<<<<

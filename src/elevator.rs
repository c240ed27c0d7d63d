/// ----- ELEVATOR CAR -----
/// Each car owns a queue of assigned requests and serves it on a worker
/// thread of its own. The worker picks the next stop in sweep order,
/// simulates travel one floor at a time and opens the doors for every
/// pickup and drop-off that is due along the way. All waiting is done in
/// `select!` with a timeout, so a stop signal interrupts the car between
/// floors and mid-dwell without busy looping.

use std::sync::Arc;
use std::thread;
use std::time::Duration;

use crossbeam_channel::{select, unbounded, Receiver, Sender};
use log::{debug, info, warn};
use parking_lot::Mutex;

use crate::config::TimingConfig;
use crate::request::{Direction, Request, RequestStatus};
use crate::requests::RequestQueue;

/// Operational state of a car. `Maintenance` is terminal and set from the
/// outside; the worker itself only ever writes the other three.
#[derive(serde::Serialize, serde::Deserialize, Debug, Clone, Copy, PartialEq, Eq)]
pub enum Behaviour {
    Idle,
    MovingUp,
    MovingDown,
    Maintenance,
}

impl Behaviour {
    pub fn as_str(self) -> &'static str {
        match self {
            Behaviour::Idle => "idle",
            Behaviour::MovingUp => "movingUp",
            Behaviour::MovingDown => "movingDown",
            Behaviour::Maintenance => "maintenance",
        }
    }
}

/// Live state of one car, shared between the worker thread, the dispatcher
/// and snapshot readers. Always locked for the shortest possible span and
/// never across a sleep.
#[derive(Debug)]
pub(crate) struct ElevatorStatus {
    pub floor: u8,
    pub direction: Direction,
    pub behaviour: Behaviour,
    pub door_open: bool,
    pub queue: RequestQueue,
}

/// Read-only copy of one car's externally visible state.
#[derive(serde::Serialize, serde::Deserialize, Debug, Clone)]
pub struct ElevatorSnapshot {
    pub id: u8,
    pub floor: u8,
    pub direction: Direction,
    pub behaviour: Behaviour,
    pub queue_depth: usize,
    pub door_open: bool,
}

/// Handle to one car and its worker thread. Dropping the handle without
/// calling `stop` ends the worker too, through the disconnected channels.
#[derive(Debug)]
pub struct Elevator {
    id: u8,
    capacity: u8,
    status: Arc<Mutex<ElevatorStatus>>,
    wakeup_tx: Sender<()>,
    stop_tx: Sender<()>,
    worker: Mutex<Option<thread::JoinHandle<()>>>,
}

impl Elevator {
    /// Creates the car parked at floor 1 and spawns its service loop.
    pub fn init(id: u8, capacity: u8, timing: TimingConfig) -> Elevator {
        let status = Arc::new(Mutex::new(ElevatorStatus {
            floor: 1,
            direction: Direction::Idle,
            behaviour: Behaviour::Idle,
            door_open: false,
            queue: RequestQueue::new(),
        }));
        let (wakeup_tx, wakeup_rx) = unbounded();
        let (stop_tx, stop_rx) = unbounded();
        let worker = {
            let status = Arc::clone(&status);
            thread::Builder::new()
                .name(format!("elevator-{}", id))
                .spawn(move || run(id, status, wakeup_rx, stop_rx, timing))
                .unwrap()
        };
        Elevator {
            id,
            capacity,
            status,
            wakeup_tx,
            stop_tx,
            worker: Mutex::new(Some(worker)),
        }
    }

    pub fn id(&self) -> u8 {
        self.id
    }

    pub fn capacity(&self) -> u8 {
        self.capacity
    }

    /// Hands a request to this car and wakes the worker. The request is
    /// marked assigned under the same lock that inserts it, so no reader
    /// ever sees it queued but still pending. Returns false without
    /// touching the request when the car is in maintenance.
    pub fn enqueue(&self, request: Arc<Request>) -> bool {
        {
            let mut status = self.status.lock();
            if status.behaviour == Behaviour::Maintenance {
                warn!(
                    "elevator {} is in maintenance, refusing request {}",
                    self.id, request.id
                );
                return false;
            }
            request.set_status(RequestStatus::Assigned);
            status.queue.push(request);
        }
        let _ = self.wakeup_tx.send(());
        true
    }

    pub fn snapshot(&self) -> ElevatorSnapshot {
        let status = self.status.lock();
        ElevatorSnapshot {
            id: self.id,
            floor: status.floor,
            direction: status.direction,
            behaviour: status.behaviour,
            queue_depth: status.queue.len(),
            door_open: status.door_open,
        }
    }

    pub fn current_floor(&self) -> u8 {
        self.status.lock().floor
    }

    pub fn behaviour(&self) -> Behaviour {
        self.status.lock().behaviour
    }

    pub fn queue_depth(&self) -> usize {
        self.status.lock().queue.len()
    }

    /// Takes the car out of service. The worker finishes the request it is
    /// currently serving, then parks; requests still queued stay assigned
    /// and unserved. There is no way back to service on this handle.
    pub fn set_maintenance(&self) {
        self.status.lock().behaviour = Behaviour::Maintenance;
        info!("elevator {} entering maintenance", self.id);
    }

    /// Asks the worker to stop and waits for it. Movement or door dwell in
    /// flight is cut short and the last recorded floor stands, possibly
    /// one short of where a real car would be. Safe to call repeatedly.
    pub fn stop(&self) {
        let _ = self.stop_tx.send(());
        if let Some(worker) = self.worker.lock().take() {
            let _ = worker.join();
        }
    }
}

/// Worker-internal marker that a stop signal ended the current step.
struct Interrupted;

fn run(
    id: u8,
    status: Arc<Mutex<ElevatorStatus>>,
    wakeup_rx: Receiver<()>,
    stop_rx: Receiver<()>,
    timing: TimingConfig,
) {
    info!("elevator {} started", id);
    loop {
        if status.lock().behaviour == Behaviour::Maintenance {
            // parked for good, only the stop signal ends the thread
            let _ = stop_rx.recv();
            break;
        }

        let next = {
            let mut status = status.lock();
            let next = status.queue.select_next(status.floor, status.direction);
            if next.is_none() && status.behaviour != Behaviour::Maintenance {
                status.behaviour = Behaviour::Idle;
                status.direction = Direction::Idle;
            }
            next
        };

        match next {
            Some(request) => {
                if serve(id, &status, &request, &stop_rx, &timing).is_err() {
                    break;
                }
            }
            None => {
                select! {
                    recv(wakeup_rx) -> msg => {
                        if msg.is_err() {
                            break;
                        }
                    }
                    recv(stop_rx) -> _ => break,
                }
            }
        }
    }
    info!("elevator {} stopped", id);
}

/// One service cycle for the selected request: reach the source and board
/// unless the passenger already rides along, then reach the destination
/// and let them off. Both legs stop over for any other request that is due
/// at a floor crossed on the way.
fn serve(
    id: u8,
    status: &Arc<Mutex<ElevatorStatus>>,
    request: &Arc<Request>,
    stop_rx: &Receiver<()>,
    timing: &TimingConfig,
) -> Result<(), Interrupted> {
    debug!(
        "elevator {} serving request {} ({} -> {})",
        id, request.id, request.source, request.destination
    );
    if request.status() == RequestStatus::Assigned {
        travel_to(id, status, request.source, stop_rx, timing)?;
        door_stop(id, status, request.direction, stop_rx, timing)?;
    }
    if request.status() == RequestStatus::InService {
        travel_to(id, status, request.destination, stop_rx, timing)?;
        door_stop(id, status, request.direction, stop_rx, timing)?;
    }
    Ok(())
}

/// Drives the car one floor at a time until `target`, pausing for every
/// stop that is due on a floor crossed along the way. Arrival at `target`
/// itself leaves the doors to the caller.
fn travel_to(
    id: u8,
    status: &Arc<Mutex<ElevatorStatus>>,
    target: u8,
    stop_rx: &Receiver<()>,
    timing: &TimingConfig,
) -> Result<(), Interrupted> {
    let travel = {
        let mut status = status.lock();
        if status.floor == target {
            return Ok(());
        }
        let travel = Direction::towards(status.floor, target);
        status.direction = travel;
        set_moving(&mut status, travel);
        travel
    };

    loop {
        sleep_unless_stopped(stop_rx, timing.floor_travel())?;
        let (floor, arrived, stop_over) = {
            let mut status = status.lock();
            status.floor = match travel {
                Direction::Up => status.floor + 1,
                _ => status.floor - 1,
            };
            let arrived = status.floor == target;
            let stop_over = !arrived && status.queue.stop_due(status.floor, travel);
            (status.floor, arrived, stop_over)
        };
        debug!("elevator {} passing floor {}", id, floor);
        if arrived {
            return Ok(());
        }
        if stop_over {
            door_stop(id, status, travel, stop_rx, timing)?;
            set_moving(&mut status.lock(), travel);
        }
    }
}

fn set_moving(status: &mut ElevatorStatus, travel: Direction) {
    if status.behaviour != Behaviour::Maintenance {
        status.behaviour = match travel {
            Direction::Up => Behaviour::MovingUp,
            _ => Behaviour::MovingDown,
        };
    }
}

/// One full door cycle at the current floor: everyone bound for this floor
/// alights, then everyone waiting here to go `boarding` boards. A status
/// only advances once its dwell interval has fully elapsed, so a stop
/// signal never leaves a request half served on paper.
fn door_stop(
    id: u8,
    status: &Arc<Mutex<ElevatorStatus>>,
    boarding: Direction,
    stop_rx: &Receiver<()>,
    timing: &TimingConfig,
) -> Result<(), Interrupted> {
    let (floor, dropoffs, pickups) = {
        let mut status = status.lock();
        if status.behaviour != Behaviour::Maintenance {
            status.behaviour = Behaviour::Idle;
        }
        status.door_open = true;
        (
            status.floor,
            status.queue.dropoffs_here(status.floor),
            status.queue.pickups_here(status.floor, boarding),
        )
    };
    debug!("elevator {} doors open at floor {}", id, floor);

    if !dropoffs.is_empty() {
        sleep_unless_stopped(stop_rx, timing.alighting_dwell())?;
        let mut status = status.lock();
        for request in &dropoffs {
            request.set_status(RequestStatus::Completed);
            status.queue.remove(request.id);
            info!(
                "elevator {} completed request {} at floor {}",
                id, request.id, floor
            );
        }
    }

    if !pickups.is_empty() {
        sleep_unless_stopped(stop_rx, timing.boarding_dwell())?;
        for request in &pickups {
            request.set_status(RequestStatus::InService);
            debug!(
                "elevator {} picked up request {} at floor {}",
                id, request.id, floor
            );
        }
    }

    status.lock().door_open = false;
    Ok(())
}

/// Sleeps for `duration` unless a stop signal arrives first.
fn sleep_unless_stopped(stop_rx: &Receiver<()>, duration: Duration) -> Result<(), Interrupted> {
    select! {
        recv(stop_rx) -> _ => Err(Interrupted),
        default(duration) => Ok(()),
    }
}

>>>>

Activity: Within the entries above, find every line where the string "serving" occurs, and copy it.

Output for this task:
    /// currently serving, then parks; requests still queued stay assigned
        "elevator {} serving request {} ({} -> {})",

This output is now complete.